+++ Source material

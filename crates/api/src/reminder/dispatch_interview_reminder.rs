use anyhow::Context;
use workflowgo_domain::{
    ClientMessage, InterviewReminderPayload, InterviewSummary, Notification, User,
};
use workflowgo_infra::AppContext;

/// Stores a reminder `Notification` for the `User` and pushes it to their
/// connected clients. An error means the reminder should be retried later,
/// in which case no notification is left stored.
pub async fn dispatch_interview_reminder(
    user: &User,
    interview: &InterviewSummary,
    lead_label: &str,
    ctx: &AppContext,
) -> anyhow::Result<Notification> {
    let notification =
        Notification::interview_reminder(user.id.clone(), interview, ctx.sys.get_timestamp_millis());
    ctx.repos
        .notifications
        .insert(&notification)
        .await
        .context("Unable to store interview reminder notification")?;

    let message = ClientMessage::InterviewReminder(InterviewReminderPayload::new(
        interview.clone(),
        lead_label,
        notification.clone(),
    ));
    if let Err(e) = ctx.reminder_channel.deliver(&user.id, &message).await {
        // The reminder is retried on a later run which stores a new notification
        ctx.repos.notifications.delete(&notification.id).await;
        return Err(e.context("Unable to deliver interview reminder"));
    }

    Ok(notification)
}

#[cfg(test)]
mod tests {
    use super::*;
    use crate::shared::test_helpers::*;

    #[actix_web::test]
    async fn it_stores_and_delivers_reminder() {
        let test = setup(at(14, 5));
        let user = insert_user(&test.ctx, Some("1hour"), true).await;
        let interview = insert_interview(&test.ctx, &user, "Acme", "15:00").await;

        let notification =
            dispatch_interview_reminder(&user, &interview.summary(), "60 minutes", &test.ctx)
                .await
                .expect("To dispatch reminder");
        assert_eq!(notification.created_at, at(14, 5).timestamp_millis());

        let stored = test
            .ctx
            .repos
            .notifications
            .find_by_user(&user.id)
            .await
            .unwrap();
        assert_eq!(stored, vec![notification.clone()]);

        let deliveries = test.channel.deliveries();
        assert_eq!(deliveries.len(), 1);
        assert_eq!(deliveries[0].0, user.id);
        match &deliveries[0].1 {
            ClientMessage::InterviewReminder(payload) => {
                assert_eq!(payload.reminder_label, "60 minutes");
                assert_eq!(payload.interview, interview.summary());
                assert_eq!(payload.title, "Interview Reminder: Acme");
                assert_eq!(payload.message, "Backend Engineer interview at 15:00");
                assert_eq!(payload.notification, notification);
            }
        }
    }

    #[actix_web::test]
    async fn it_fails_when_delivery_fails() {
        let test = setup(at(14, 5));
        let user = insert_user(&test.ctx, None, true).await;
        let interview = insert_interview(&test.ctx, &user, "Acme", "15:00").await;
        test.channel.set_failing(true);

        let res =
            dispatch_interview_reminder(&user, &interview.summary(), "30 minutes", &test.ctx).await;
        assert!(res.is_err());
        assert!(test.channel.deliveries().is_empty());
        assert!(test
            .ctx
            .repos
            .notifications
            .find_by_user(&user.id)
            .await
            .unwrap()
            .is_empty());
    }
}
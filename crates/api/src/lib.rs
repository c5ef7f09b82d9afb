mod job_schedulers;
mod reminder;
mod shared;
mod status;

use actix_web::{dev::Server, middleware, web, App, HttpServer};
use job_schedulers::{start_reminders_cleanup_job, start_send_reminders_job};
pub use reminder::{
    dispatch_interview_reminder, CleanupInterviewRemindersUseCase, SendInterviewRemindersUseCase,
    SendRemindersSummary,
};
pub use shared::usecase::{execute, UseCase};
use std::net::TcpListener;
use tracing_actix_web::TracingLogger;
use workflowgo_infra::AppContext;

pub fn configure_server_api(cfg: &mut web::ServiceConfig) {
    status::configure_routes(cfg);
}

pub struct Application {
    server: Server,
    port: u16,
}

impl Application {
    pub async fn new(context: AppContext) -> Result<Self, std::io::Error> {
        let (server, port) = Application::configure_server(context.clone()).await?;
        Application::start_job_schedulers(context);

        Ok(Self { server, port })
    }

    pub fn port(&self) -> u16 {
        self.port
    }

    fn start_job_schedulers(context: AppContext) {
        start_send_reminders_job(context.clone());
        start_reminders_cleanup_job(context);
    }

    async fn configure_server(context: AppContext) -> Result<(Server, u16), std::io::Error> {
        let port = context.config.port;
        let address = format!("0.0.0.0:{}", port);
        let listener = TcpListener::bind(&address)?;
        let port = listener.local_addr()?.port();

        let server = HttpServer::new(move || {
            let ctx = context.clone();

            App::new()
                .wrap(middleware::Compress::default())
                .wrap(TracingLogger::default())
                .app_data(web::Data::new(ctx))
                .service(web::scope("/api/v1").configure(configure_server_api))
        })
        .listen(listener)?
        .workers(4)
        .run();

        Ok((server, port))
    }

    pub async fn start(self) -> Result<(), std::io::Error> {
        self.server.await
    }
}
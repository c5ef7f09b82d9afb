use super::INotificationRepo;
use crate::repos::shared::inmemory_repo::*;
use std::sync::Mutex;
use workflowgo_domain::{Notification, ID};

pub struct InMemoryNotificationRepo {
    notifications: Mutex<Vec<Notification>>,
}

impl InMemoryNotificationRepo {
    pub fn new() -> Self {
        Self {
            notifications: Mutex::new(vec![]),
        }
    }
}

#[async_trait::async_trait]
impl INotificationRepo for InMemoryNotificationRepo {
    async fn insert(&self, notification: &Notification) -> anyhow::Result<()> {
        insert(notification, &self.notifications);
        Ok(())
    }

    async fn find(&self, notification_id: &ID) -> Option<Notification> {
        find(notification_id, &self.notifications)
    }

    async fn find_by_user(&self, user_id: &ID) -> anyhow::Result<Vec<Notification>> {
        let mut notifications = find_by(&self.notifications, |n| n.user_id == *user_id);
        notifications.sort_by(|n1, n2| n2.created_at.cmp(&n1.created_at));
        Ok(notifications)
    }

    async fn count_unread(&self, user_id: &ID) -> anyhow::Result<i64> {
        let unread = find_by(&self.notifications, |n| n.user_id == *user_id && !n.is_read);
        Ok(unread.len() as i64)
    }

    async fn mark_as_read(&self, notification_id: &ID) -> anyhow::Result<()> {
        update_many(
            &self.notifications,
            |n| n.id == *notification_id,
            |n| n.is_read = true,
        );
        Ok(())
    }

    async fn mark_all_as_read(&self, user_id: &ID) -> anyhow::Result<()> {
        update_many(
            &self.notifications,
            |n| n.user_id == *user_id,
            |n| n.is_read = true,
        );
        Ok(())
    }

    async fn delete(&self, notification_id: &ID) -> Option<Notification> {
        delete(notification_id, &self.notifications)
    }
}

++++++

Task instructions
Transcribe the records exactly as they appear.

Expected answer
filename crates/api/src/reminder/dispatch_interview_reminder.rs
use anyhow::Context;
use workflowgo_domain::{
    ClientMessage, InterviewReminderPayload, InterviewSummary, Notification, User,
};
use workflowgo_infra::AppContext;

/// Stores a reminder `Notification` for the `User` and pushes it to their
/// connected clients. An error means the reminder should be retried later,
/// in which case no notification is left stored.
pub async fn dispatch_interview_reminder(
    user: &User,
    interview: &InterviewSummary,
    lead_label: &str,
    ctx: &AppContext,
) -> anyhow::Result<Notification> {
    let notification =
        Notification::interview_reminder(user.id.clone(), interview, ctx.sys.get_timestamp_millis());
    ctx.repos
        .notifications
        .insert(&notification)
        .await
        .context("Unable to store interview reminder notification")?;

    let message = ClientMessage::InterviewReminder(InterviewReminderPayload::new(
        interview.clone(),
        lead_label,
        notification.clone(),
    ));
    if let Err(e) = ctx.reminder_channel.deliver(&user.id, &message).await {
        // The reminder is retried on a later run which stores a new notification
        ctx.repos.notifications.delete(&notification.id).await;
        return Err(e.context("Unable to deliver interview reminder"));
    }

    Ok(notification)
}

#[cfg(test)]
mod tests {
    use super::*;
    use crate::shared::test_helpers::*;

    #[actix_web::test]
    async fn it_stores_and_delivers_reminder() {
        let test = setup(at(14, 5));
        let user = insert_user(&test.ctx, Some("1hour"), true).await;
        let interview = insert_interview(&test.ctx, &user, "Acme", "15:00").await;

        let notification =
            dispatch_interview_reminder(&user, &interview.summary(), "60 minutes", &test.ctx)
                .await
                .expect("To dispatch reminder");
        assert_eq!(notification.created_at, at(14, 5).timestamp_millis());

        let stored = test
            .ctx
            .repos
            .notifications
            .find_by_user(&user.id)
            .await
            .unwrap();
        assert_eq!(stored, vec![notification.clone()]);

        let deliveries = test.channel.deliveries();
        assert_eq!(deliveries.len(), 1);
        assert_eq!(deliveries[0].0, user.id);
        match &deliveries[0].1 {
            ClientMessage::InterviewReminder(payload) => {
                assert_eq!(payload.reminder_label, "60 minutes");
                assert_eq!(payload.interview, interview.summary());
                assert_eq!(payload.title, "Interview Reminder: Acme");
                assert_eq!(payload.message, "Backend Engineer interview at 15:00");
                assert_eq!(payload.notification, notification);
            }
        }
    }

    #[actix_web::test]
    async fn it_fails_when_delivery_fails() {
        let test = setup(at(14, 5));
        let user = insert_user(&test.ctx, None, true).await;
        let interview = insert_interview(&test.ctx, &user, "Acme", "15:00").await;
        test.channel.set_failing(true);

        let res =
            dispatch_interview_reminder(&user, &interview.summary(), "30 minutes", &test.ctx).await;
        assert!(res.is_err());
        assert!(test.channel.deliveries().is_empty());
        assert!(test
            .ctx
            .repos
            .notifications
            .find_by_user(&user.id)
            .await
            .unwrap()
            .is_empty());
    }
}
filename crates/api/src/lib.rs
repository c5ef7f09b82d9afb
mod job_schedulers;
mod reminder;
mod shared;
mod status;

use actix_web::{dev::Server, middleware, web, App, HttpServer};
use job_schedulers::{start_reminders_cleanup_job, start_send_reminders_job};
pub use reminder::{
    dispatch_interview_reminder, CleanupInterviewRemindersUseCase, SendInterviewRemindersUseCase,
    SendRemindersSummary,
};
pub use shared::usecase::{execute, UseCase};
use std::net::TcpListener;
use tracing_actix_web::TracingLogger;
use workflowgo_infra::AppContext;

pub fn configure_server_api(cfg: &mut web::ServiceConfig) {
    status::configure_routes(cfg);
}

pub struct Application {
    server: Server,
    port: u16,
}

impl Application {
    pub async fn new(context: AppContext) -> Result<Self, std::io::Error> {
        let (server, port) = Application::configure_server(context.clone()).await?;
        Application::start_job_schedulers(context);

        Ok(Self { server, port })
    }

    pub fn port(&self) -> u16 {
        self.port
    }

    fn start_job_schedulers(context: AppContext) {
        start_send_reminders_job(context.clone());
        start_reminders_cleanup_job(context);
    }

    async fn configure_server(context: AppContext) -> Result<(Server, u16), std::io::Error> {
        let port = context.config.port;
        let address = format!("0.0.0.0:{}", port);
        let listener = TcpListener::bind(&address)?;
        let port = listener.local_addr()?.port();

        let server = HttpServer::new(move || {
            let ctx = context.clone();

            App::new()
                .wrap(middleware::Compress::default())
                .wrap(TracingLogger::default())
                .app_data(web::Data::new(ctx))
                .service(web::scope("/api/v1").configure(configure_server_api))
        })
        .listen(listener)?
        .workers(4)
        .run();

        Ok((server, port))
    }

    pub async fn start(self) -> Result<(), std::io::Error> {
        self.server.await
    }
}
repository c5ef7f09b82d9afb
use super::INotificationRepo;
use crate::repos::shared::inmemory_repo::*;
use std::sync::Mutex;
use workflowgo_domain::{Notification, ID};

pub struct InMemoryNotificationRepo {
    notifications: Mutex<Vec<Notification>>,
}

impl InMemoryNotificationRepo {
    pub fn new() -> Self {
        Self {
            notifications: Mutex::new(vec![]),
        }
    }
}

#[async_trait::async_trait]
impl INotificationRepo for InMemoryNotificationRepo {
    async fn insert(&self, notification: &Notification) -> anyhow::Result<()> {
        insert(notification, &self.notifications);
        Ok(())
    }

    async fn find(&self, notification_id: &ID) -> Option<Notification> {
        find(notification_id, &self.notifications)
    }

    async fn find_by_user(&self, user_id: &ID) -> anyhow::Result<Vec<Notification>> {
        let mut notifications = find_by(&self.notifications, |n| n.user_id == *user_id);
        notifications.sort_by(|n1, n2| n2.created_at.cmp(&n1.created_at));
        Ok(notifications)
    }

    async fn count_unread(&self, user_id: &ID) -> anyhow::Result<i64> {
        let unread = find_by(&self.notifications, |n| n.user_id == *user_id && !n.is_read);
        Ok(unread.len() as i64)
    }

    async fn mark_as_read(&self, notification_id: &ID) -> anyhow::Result<()> {
        update_many(
            &self.notifications,
            |n| n.id == *notification_id,
            |n| n.is_read = true,
        );
        Ok(())
    }

    async fn mark_all_as_read(&self, user_id: &ID) -> anyhow::Result<()> {
        update_many(
            &self.notifications,
            |n| n.user_id == *user_id,
            |n| n.is_read = true,
        );
        Ok(())
    }

    async fn delete(&self, notification_id: &ID) -> Option<Notification> {
        delete(notification_id, &self.notifications)
    }
}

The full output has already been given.